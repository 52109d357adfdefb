// src/export/json_csv.rs

use crate::errors::AppResult;
use crate::export::notify_export_success;
use crate::store::Record;
use crate::ui::messages::info;
use std::fs::File;
use std::io::{BufWriter, Write};
use std::path::Path;

const UTF8_BOM: &[u8] = b"\xEF\xBB\xBF";

/// Export JSON pretty-printed.
pub(crate) fn export_json(records: &[Record], path: &Path) -> AppResult<()> {
    info(format!("Exporting to JSON: {}", path.display()));

    let json_data = serde_json::to_string_pretty(records)?;
    let mut file = File::create(path)?;
    file.write_all(json_data.as_bytes())?;

    notify_export_success("JSON", path);
    Ok(())
}

/// Export CSV to `path`.
pub(crate) fn export_csv(records: &[Record], path: &Path) -> AppResult<()> {
    info(format!("Exporting to CSV: {}", path.display()));

    let file = BufWriter::new(File::create(path)?);
    write_csv(records, file)?;

    notify_export_success("CSV", path);
    Ok(())
}

/// Write `records` as spreadsheet-friendly CSV: UTF-8 BOM, `;` separator,
/// header row taken from the first record. Fields holding `;`, `"` or a
/// line break are quoted with inner quotes doubled.
pub fn write_csv<W: Write>(records: &[Record], mut out: W) -> AppResult<()> {
    out.write_all(UTF8_BOM)?;

    let mut wtr = csv::WriterBuilder::new()
        .delimiter(b';')
        .quote_style(csv::QuoteStyle::Necessary)
        .terminator(csv::Terminator::Any(b'\n'))
        .from_writer(out);

    let Some(first) = records.first() else {
        wtr.flush()?;
        return Ok(());
    };
    let headers: Vec<&str> = first.keys().collect();
    wtr.write_record(&headers)?;

    for record in records {
        wtr.write_record(headers.iter().map(|h| record.get(h)))?;
    }
    wtr.flush()?;
    Ok(())
}

#[cfg(test)]
mod tests {
    use super::*;

    #[test]
    fn quotes_only_when_needed() {
        let mut r = Record::new();
        r.set("id", "OS-1");
        r.set("notes", "say \"hi\"; then\nleave");
        r.set("sector", "Pool");

        let mut buf = Vec::new();
        write_csv(&[r], &mut buf).unwrap();

        assert!(buf.starts_with(UTF8_BOM));
        let text = String::from_utf8(buf[UTF8_BOM.len()..].to_vec()).unwrap();
        assert_eq!(
            text,
            "id;notes;sector\nOS-1;\"say \"\"hi\"\"; then\nleave\";Pool\n"
        );
    }
}
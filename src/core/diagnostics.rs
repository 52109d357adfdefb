//! Read-only health report of the workbook.

use crate::db::cell::Cell;
use crate::db::workbook::Workbook;
use crate::errors::AppResult;
use crate::models::{PreventiveTaskSchema, WorkOrderSchema, preventive_task, work_order};
use crate::store::TableSchema;
use serde::Serialize;

const WORK_ORDER_KEYS: [&str; 3] = [
    work_order::col::ID,
    work_order::col::STATUS,
    work_order::col::PRIORITY,
];

const PREVENTIVE_KEYS: [&str; 3] = [
    preventive_task::col::ID,
    preventive_task::col::PRIORITY,
    preventive_task::col::FREQUENCY,
];

#[derive(Debug, Clone, Default, Serialize)]
pub struct SheetReport {
    pub exists: bool,
    pub headers: Vec<String>,
    /// Last used row, header row included.
    pub rows: usize,
    /// The key columns are all present.
    pub ok: bool,
}

#[derive(Debug, Clone, Default, Serialize)]
pub struct Diagnostics {
    pub location: String,
    pub sheets: Vec<String>,
    pub work_orders: SheetReport,
    pub preventive_tasks: SheetReport,
    pub errors: Vec<String>,
}

impl Diagnostics {
    pub fn is_healthy(&self) -> bool {
        self.errors.is_empty() && self.work_orders.ok && self.preventive_tasks.ok
    }
}

/// Inspect `workbook` without touching it. Errors are collected in the
/// report instead of being returned.
pub fn diagnose(workbook: &dyn Workbook) -> Diagnostics {
    let mut report = Diagnostics {
        location: workbook.location(),
        ..Default::default()
    };

    match workbook.sheet_names() {
        Ok(names) => report.sheets = names,
        Err(e) => report.errors.push(e.to_string()),
    }

    match inspect(workbook, WorkOrderSchema::NAME, &WORK_ORDER_KEYS) {
        Ok(sheet) => report.work_orders = sheet,
        Err(e) => report.errors.push(e.to_string()),
    }
    match inspect(workbook, PreventiveTaskSchema::NAME, &PREVENTIVE_KEYS) {
        Ok(sheet) => report.preventive_tasks = sheet,
        Err(e) => report.errors.push(e.to_string()),
    }

    if !report.errors.is_empty() {
        tracing::warn!(errors = report.errors.len(), "diagnostics collected errors");
    }
    report
}

fn inspect(workbook: &dyn Workbook, sheet: &str, keys: &[&str]) -> AppResult<SheetReport> {
    let mut report = SheetReport::default();
    if !workbook.has_sheet(sheet)? {
        return Ok(report);
    }
    report.exists = true;
    report.rows = workbook.last_row(sheet)?;
    if report.rows == 0 {
        return Ok(report);
    }

    let width = workbook.last_column(sheet)?;
    report.headers = workbook
        .read_rows(sheet, 1, 1, width)?
        .into_iter()
        .next()
        .unwrap_or_default()
        .iter()
        .map(Cell::to_display)
        .collect();
    report.ok = keys.iter().all(|k| report.headers.iter().any(|h| h == k));
    Ok(report)
}

#[cfg(test)]
mod tests {
    use super::*;
    use crate::db::MemoryWorkbook;

    #[test]
    fn empty_workbook_reports_missing_sheets() {
        let wb = MemoryWorkbook::new();
        let report = diagnose(&wb);
        assert!(!report.work_orders.exists);
        assert!(!report.preventive_tasks.ok);
        assert!(report.errors.is_empty());
        assert!(!report.is_healthy());
    }

    #[test]
    fn created_tables_are_healthy() {
        let wb = MemoryWorkbook::new();
        WorkOrderSchema::create_sheet(&wb).unwrap();
        PreventiveTaskSchema::create_sheet(&wb).unwrap();

        let report = diagnose(&wb);
        assert_eq!(report.sheets.len(), 2);
        assert_eq!(report.work_orders.rows, 1);
        assert_eq!(report.work_orders.headers.len(), WorkOrderSchema::HEADERS.len());
        assert!(report.is_healthy());
    }

    #[test]
    fn missing_key_column_is_not_ok() {
        let wb = MemoryWorkbook::new();
        wb.create_sheet(WorkOrderSchema::NAME).unwrap();
        wb.append_row(WorkOrderSchema::NAME, &[Cell::from("id"), Cell::from("status")])
            .unwrap();

        let report = diagnose(&wb);
        assert!(report.work_orders.exists);
        assert!(!report.work_orders.ok);
    }
}
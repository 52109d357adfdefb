//! The spreadsheet abstraction every table is stored in.
//!
//! Rows and columns are 1-based, row 1 being the header row of a table.

use crate::db::cell::Cell;
use crate::errors::AppResult;

/// A workbook made of named sheets holding a grid of cells.
///
/// Methods take `&self`: implementations use interior mutability so that a
/// single workbook handle can be shared by several tables.
pub trait Workbook {
    /// Human readable location (file path, `:memory:`).
    fn location(&self) -> String;

    fn sheet_names(&self) -> AppResult<Vec<String>>;

    fn has_sheet(&self, name: &str) -> AppResult<bool>;

    /// Create an empty sheet. Creating an existing sheet is a no-op.
    fn create_sheet(&self, name: &str) -> AppResult<()>;

    /// Index of the last row holding at least one value (0 when empty).
    fn last_row(&self, sheet: &str) -> AppResult<usize>;

    /// Index of the last column holding at least one value (0 when empty).
    fn last_column(&self, sheet: &str) -> AppResult<usize>;

    /// Read `count` rows starting at `first_row`, each padded to `width` cells.
    fn read_rows(
        &self,
        sheet: &str,
        first_row: usize,
        count: usize,
        width: usize,
    ) -> AppResult<Vec<Vec<Cell>>>;

    /// Append a row right after `last_row`.
    fn append_row(&self, sheet: &str, cells: &[Cell]) -> AppResult<()>;

    fn set_cell(&self, sheet: &str, row: usize, col: usize, cell: Cell) -> AppResult<()>;

    fn set_frozen_rows(&self, sheet: &str, rows: usize) -> AppResult<()>;

    /// Write `cells` into `row`, starting at column 1.
    fn write_row(&self, sheet: &str, row: usize, cells: &[Cell]) -> AppResult<()> {
        for (idx, cell) in cells.iter().enumerate() {
            self.set_cell(sheet, row, idx + 1, cell.clone())?;
        }
        Ok(())
    }
}
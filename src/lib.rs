//! hotelmaint library root.
//! Exposes the CLI parser, the high-level run() function and the internal
//! modules (workbook backend, tables, domain logic, services).

pub mod cli;
pub mod config;
pub mod context;
pub mod core;
pub mod db;
pub mod errors;
pub mod export;
pub mod models;
pub mod services;
pub mod store;
pub mod ui;
pub mod utils;

use clap::Parser;
use cli::parser::{Cli, Commands};
use config::Config;
use errors::AppResult;

pub use context::AppContext;

/// Central command dispatcher
pub fn dispatch(cli: &Cli, cfg: &Config) -> AppResult<()> {
    match &cli.command {
        Commands::Init => cli::commands::init::handle(cli, cfg),
        Commands::Config { .. } => cli::commands::config::handle(cli, cfg),
        Commands::Order { .. } => cli::commands::order::handle(&cli.command, cfg),
        Commands::Preventive { .. } => cli::commands::preventive::handle(&cli.command, cfg),
        Commands::Sweep { .. } => cli::commands::sweep::handle(&cli.command, cfg),
        Commands::Suggest { .. } => cli::commands::suggest::handle(&cli.command, cfg),
        Commands::Stats { .. } => cli::commands::stats::handle(&cli.command, cfg),
        Commands::Export { .. } => cli::commands::export::handle(&cli.command, cfg),
        Commands::Diagnose { .. } => cli::commands::diagnose::handle(&cli.command, cfg),
    }
}

/// Entry point used by main.rs
pub fn run() -> AppResult<()> {
    // 1. parse CLI
    let cli = Cli::parse();

    // 2. load the config once; test mode never reads the user's file
    let mut cfg = if cli.test {
        Config::default()
    } else {
        Config::load_from(&Config::config_file())?
    };

    // 3. apply the workbook override from the command line
    if let Some(custom) = &cli.workbook {
        cfg.workbook = custom.clone();
    }

    dispatch(&cli, &cfg)
}
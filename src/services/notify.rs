//! Outbound notifications (best effort).

use crate::errors::AppResult;
use std::fs::OpenOptions;
use std::io::Write;
use std::path::PathBuf;

pub trait NotificationService {
    fn notify(&self, recipients: &[String], subject: &str, body: &str) -> AppResult<()>;
}

/// Appends every message to an outbox file, to be picked up by a mailer.
pub struct OutboxNotifier {
    path: PathBuf,
}

impl OutboxNotifier {
    pub fn new(path: impl Into<PathBuf>) -> Self {
        Self { path: path.into() }
    }
}

impl NotificationService for OutboxNotifier {
    fn notify(&self, recipients: &[String], subject: &str, body: &str) -> AppResult<()> {
        if let Some(parent) = self.path.parent()
            && !parent.as_os_str().is_empty()
        {
            std::fs::create_dir_all(parent)?;
        }
        let mut file = OpenOptions::new()
            .create(true)
            .append(true)
            .open(&self.path)?;
        writeln!(file, "To: {}", recipients.join(","))?;
        writeln!(file, "Date: {}", chrono::Local::now().to_rfc3339())?;
        writeln!(file, "Subject: {subject}")?;
        writeln!(file)?;
        writeln!(file, "{body}")?;
        writeln!(file, "----")?;
        Ok(())
    }
}

/// Only records the notification in the log.
pub struct LogNotifier;

impl NotificationService for LogNotifier {
    fn notify(&self, recipients: &[String], subject: &str, _body: &str) -> AppResult<()> {
        tracing::info!(to = %recipients.join(","), subject, "notification");
        Ok(())
    }
}
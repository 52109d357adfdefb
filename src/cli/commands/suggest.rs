use crate::cli::parser::Commands;
use crate::config::Config;
use crate::context::AppContext;
use crate::errors::AppResult;
use crate::ui::messages::{header, info};

pub fn handle(cmd: &Commands, cfg: &Config) -> AppResult<()> {
    if let Commands::Suggest {
        sector,
        location,
        description,
    } = cmd
    {
        let ctx = AppContext::open(cfg.clone())?;
        let suggestion = ctx.suggest_checklist(sector, location, description);
        ctx.close();

        if let Some(msg) = &suggestion.message {
            info(msg);
        }
        header("Suggested checklist");
        for item in &suggestion.checklist {
            println!("- {item}");
        }
    }
    Ok(())
}
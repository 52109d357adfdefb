use crate::cli::parser::Commands;
use crate::cli::commands::finish;
use crate::config::Config;
use crate::context::AppContext;
use crate::errors::AppResult;
use std::path::Path;

pub fn handle(cmd: &Commands, cfg: &Config) -> AppResult<()> {
    if let Commands::Export {
        format,
        file,
        force,
    } = cmd
    {
        let mut ctx = AppContext::open(cfg.clone())?;
        let result = ctx.export(*format, file.as_deref().map(Path::new), *force);
        ctx.close();
        finish(result)?;
    }
    Ok(())
}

· · · ·

§ **Problem details**: Based on the listing, determine the number of lines that include the string "bool", and give that number without further text.

§ **Answer to the problem**: 4